Problem requirements: Retype, word for word, each line between the lines holding "is used. Malformed" and "for structured logging", inclusive, and leave the rest of the data alone.
[Opening Data for the task section]
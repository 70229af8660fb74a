//! Request ID middleware for request tracing and correlation.
//!
//! Generates a UUID v4 for each request if not provided by an upstream proxy
//! (e.g., Cloudflare, load balancer). The request ID is:
//! - Recorded in the current tracing span
//! - Added to the Sentry scope for error correlation
//! - Returned in the response headers

use axum::{extract::Request, http::HeaderValue, middleware::Next, response::Response};
use cafe_wifi_core::types::RequestId;
use tracing::Span;

/// The HTTP header name for request IDs.
pub const REQUEST_ID_HEADER: &str = "x-request-id";

/// Middleware that ensures every request has a unique request ID.
///
/// If the incoming request has a well-formed `x-request-id` header (from a
/// load balancer or another upstream proxy), that value is used. Malformed
/// or missing IDs are replaced with a new UUID v4.
///
/// The request ID is:
/// 1. Recorded in the current tracing span via `Span::current().record()`
/// 2. Added to the Sentry scope as a tag for error correlation
/// 3. Added to the response headers for client visibility
pub async fn request_id_middleware(request: Request, next: Next) -> Response {
    let request_id = request
        .headers()
        .get(REQUEST_ID_HEADER)
        .and_then(|h| h.to_str().ok())
        .and_then(|raw| raw.parse::<RequestId>().ok())
        .unwrap_or_else(RequestId::new)
        .to_string();

    // Record in current span for structured logging
    Span::current().record("request_id", &request_id);

    // Set in Sentry scope for error correlation
    sentry::configure_scope(|scope| {
        scope.set_tag("request_id", &request_id);
    });

    let mut response = next.run(request).await;

    // Add to response headers so clients can reference the request ID
    if let Ok(value) = HeaderValue::from_str(&request_id) {
        response.headers_mut().insert(REQUEST_ID_HEADER, value);
    }

    response
}
//! Great-circle distance for the "cafes near me" search.

use cafe_wifi_core::types::round2;

use crate::models::GeoPoint;

const EARTH_RADIUS_KM: f64 = 6371.0;

/// Haversine distance between two points, in kilometers rounded to two
/// decimals.
#[must_use]
pub fn distance_km(from: GeoPoint, to: GeoPoint) -> f64 {
    let lat_from = from.latitude.to_radians();
    let lat_to = to.latitude.to_radians();
    let delta_lat = (to.latitude - from.latitude).to_radians();
    let delta_lng = (to.longitude - from.longitude).to_radians();

    let a = (delta_lat / 2.0).sin().powi(2)
        + lat_from.cos() * lat_to.cos() * (delta_lng / 2.0).sin().powi(2);
    let c = 2.0 * a.sqrt().atan2((1.0 - a).sqrt());

    round2(EARTH_RADIUS_KM * c)
}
[Closing Data for the task section]
Written response:
/// load balancer or another upstream proxy), that value is used. Malformed
/// or missing IDs are replaced with a new UUID v4.
///
/// The request ID is:
/// 1. Recorded in the current tracing span via `Span::current().record()`
/// 2. Added to the Sentry scope as a tag for error correlation
/// 3. Added to the response headers for client visibility
pub async fn request_id_middleware(request: Request, next: Next) -> Response {
    let request_id = request
        .headers()
        .get(REQUEST_ID_HEADER)
        .and_then(|h| h.to_str().ok())
        .and_then(|raw| raw.parse::<RequestId>().ok())
        .unwrap_or_else(RequestId::new)
        .to_string();

    // Record in current span for structured logging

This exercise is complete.